基本は、(1)取材力(対人関係形成力/信頼される人格)、(2)筆力(文章力より説得力/ナルホド/その通り)、(3)眼力(広く、深く、遠くをみる力/裏側を読む力)、(4)バランス感覚、というふうに分かれると思います。

 私の場合、病院勤務医という制約があり、誰かを取材をすることがなかなかできない。取材の代わりに「ウェブ取材」とでもいうべき文献検索などはかなりしているが。取材の作法も誰かから教わったわけではない。そういう意味でジャーナリストの条件を完全に満たしているとは言えないだろう。

 ただ、権力をチェックすることも含め、科学技術や医療を批判的な視点も含めて(もちろん肯定もするときはする)見ていきたいと思っており、最近出した本「研究不正と歪んだ科学」でもそれは貫いている。ジャーナリストと呼ばれようが呼ばれなかろうが構わないが、ジャーナリストに近い意識は持っている。

 科学ジャーナリスト賞受賞者でもある米本昌平さんは、科学にシンパシーを持ちながらも、突き放した視点で科学論文を読み解く読み手が必要と述べている(中央公論1999年4月号)。ジャーナリストと研究者の中間的な存在だ。

 たぶんそのカテゴリーに、在野の研究者などが活躍する場があるように思うが、そのあたりはまた別の機会に…。

兼業ジャーナリストは可能か

 近年科学ジャーナリスト賞受賞歴が決して評価の対象になっていないことに気が付くようになった。いや、むしろ避けるべき人間と認識されているようだ。とくに、研究不正に関する話題を扱うようになった2014年以降、それは如実に感じるようになった。

 詳しくは述べられないが、様々な方から様々なことを言われた。「評論家になるな」とは複数の方から言われたし(評論家とジャーナリストは違うよなあと思うが)、批判的言動を注意されたこともある。医学界に潜入取材をしていると思われているのかなと思う出来事もあった。

 もちろん、私の言動に対し、様々な批判があってもそれはそれでいいと思う。言論には自由があると同時に責任がある。しかし、こうした批判には、ある種の本質的疑問も交じっていると思う。

 それは、所属する組織や、それが属するコミュニティ(科学界、医療界等)を内部から批判できるのか、してよいのか、ということだ。

 このあたりは、ジャーナリストとして「飯を食っている」人とは違うところだ。「本業」ジャーナリストでさえ、報道機関に所属している場合は、所属組織の論理に逆らうことができないし、忖度せざるを得ない。ましてや、病院に所属しながら、科学界や医療界を批判できるのか。

 たとえ内部にいようと、批判は重要だと思うし、言うべきだと思う。

 そうは言うものの、なかなか難しいのが現状だ。
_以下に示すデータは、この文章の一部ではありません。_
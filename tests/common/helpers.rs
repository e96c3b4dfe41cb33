// Test helper functions

use crate::common::fixtures::{Note, NoteInterpreter};
use nrt_ingest::core::config::{Config, WriterConfig};
use nrt_ingest::{
    ConsumerPipeline, IndexWriterHandle, ReaderHandle, Services, SnapshotReaderProvider,
    StorageLocation,
};
use std::sync::Arc;
use tantivy::schema::Value;
use tempfile::TempDir;

/// Services over a temporary index directory (writer not started)
#[allow(dead_code)]
pub fn create_test_services() -> (Arc<Services>, TempDir) {
    let temp_dir = TempDir::new().expect("Failed to create temp dir");
    let mut config = Config::default();
    config.storage.index_dir = temp_dir.path().join("index");

    let services = Services::new(config).expect("valid config");
    (Arc::new(services), temp_dir)
}

/// Started in-memory writer over the note schema
#[allow(dead_code)]
pub fn in_memory_writer() -> Arc<IndexWriterHandle> {
    let writer = Arc::new(IndexWriterHandle::new(
        StorageLocation::InMemory,
        NoteInterpreter::schema(),
        WriterConfig::default(),
    ));
    writer.try_start().expect("in-memory writer starts");
    writer
}

#[allow(dead_code)]
pub fn note_pipeline(
    writer: &Arc<IndexWriterHandle>,
) -> ConsumerPipeline<Note, NoteInterpreter> {
    ConsumerPipeline::new(Arc::clone(writer), NoteInterpreter::new(writer.schema()))
}

/// Body values of the documents visible for `uid`, sorted
#[allow(dead_code)]
pub fn bodies_of(reader: &ReaderHandle, uid: &str) -> Vec<String> {
    let body = reader
        .searcher()
        .schema()
        .get_field("body")
        .expect("schema has body");
    let mut bodies: Vec<String> = reader
        .lookup(uid)
        .expect("lookup succeeds")
        .iter()
        .flat_map(|doc| {
            doc.get_all(body)
                .filter_map(|v| v.as_str().map(String::from))
                .collect::<Vec<_>>()
        })
        .collect();
    bodies.sort();
    bodies
}

/// Open a snapshot, read `uid`'s bodies, release the snapshot
#[allow(dead_code)]
pub fn visible_bodies(provider: &SnapshotReaderProvider, uid: &str) -> Vec<String> {
    provider
        .with_snapshot(|set| {
            set.readers
                .iter()
                .flat_map(|reader| bodies_of(reader, uid))
                .collect()
        })
        .expect("snapshot opens")
}
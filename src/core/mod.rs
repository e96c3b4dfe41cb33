//! Core ingestion logic (adapter-agnostic)
//!
//! # Architecture
//!
//! - **storage**: Schema, analyzer application and the writer handle
//! - **consumer**: Batch pipeline (retract, insert, one versioned commit)
//! - **snapshot**: Point-in-time readers over committed state
//! - **version**: Commit records and version tracking
//! - **indexable**: Interpreter contract and mutation requests
//! - **json_events**: JSON Lines event source
//! - **config**, **xdg**: Configuration (TOML + environment)
//! - **services**: Unified service container

pub mod config;
pub mod consumer;
pub mod error;
pub mod indexable;
pub mod json_events;
pub mod services;
pub mod snapshot;
pub mod storage;
pub mod types;
pub mod version;
pub mod xdg;

// Re-export key types for convenience
pub use config::Config;
pub use consumer::{ConsumerPipeline, DataConsumer};
pub use error::{ConsumeError, IngestError, Result};
pub use services::Services;
pub use snapshot::{IndexReaderFactory, ReaderHandle, ReaderSet, SnapshotReaderProvider};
科学界はまだそれでも割と批判に寛容なところがあるが、医療界は批判に対する抵抗が強い印象で、批判を非難ととらえてしまう。批判をするならある程度の不利益を受けることも覚悟しなければならない。

 報道機関以外の組織に属してジャーナリストになることは簡単ではない。そういえば、医者兼ジャーナリストの森田さんも村中さんも、特定の組織には所属していない。海堂さんは作家だし。

コミュニティに属していることの利点

 ただ一方で、コミュニティに所属していないと信用されない場合もある。科学ジャーナリストや医療ジャーナリストは、科学者や医者からは「分かっていないなあ」と思われてしまうケースも多い。

 私の例でいえば、研究不正に関する発言に対し、「お前は論文をたいして書いていないではないか」「そんな奴に何が分かるのか」と言われることがある。

 一流ジャーナリストは、取材対象との知識ギャップを猛烈な勉強で埋めているのだろうが、埋まり切るものではない。

 対象に近づきすぎれば取り込まれ、独立性が失われる。広報になってしまう。一方離れすぎれば信用されない。利益相反問題だ。おそらく古今東西のジャーナリストはこのことに悩んできたのだろう。

じゃあどうするか

 正月の真夜中にうだうだと悩みながら書いてきたが、問題はじゃあ私はどうするか、ってことだ。

 組織に所属しながら、兼業で活動を続けるのか。あるいは森田さんたちのように、特定の既存組織の構成員にならず活動を続けるのか

 組織に所属するといってもどの組織に所属するのか。

 いずれにせよ、科学ジャーナリスト賞受賞者として、今やっている活動をやめることは選択肢にはないのは確かだ。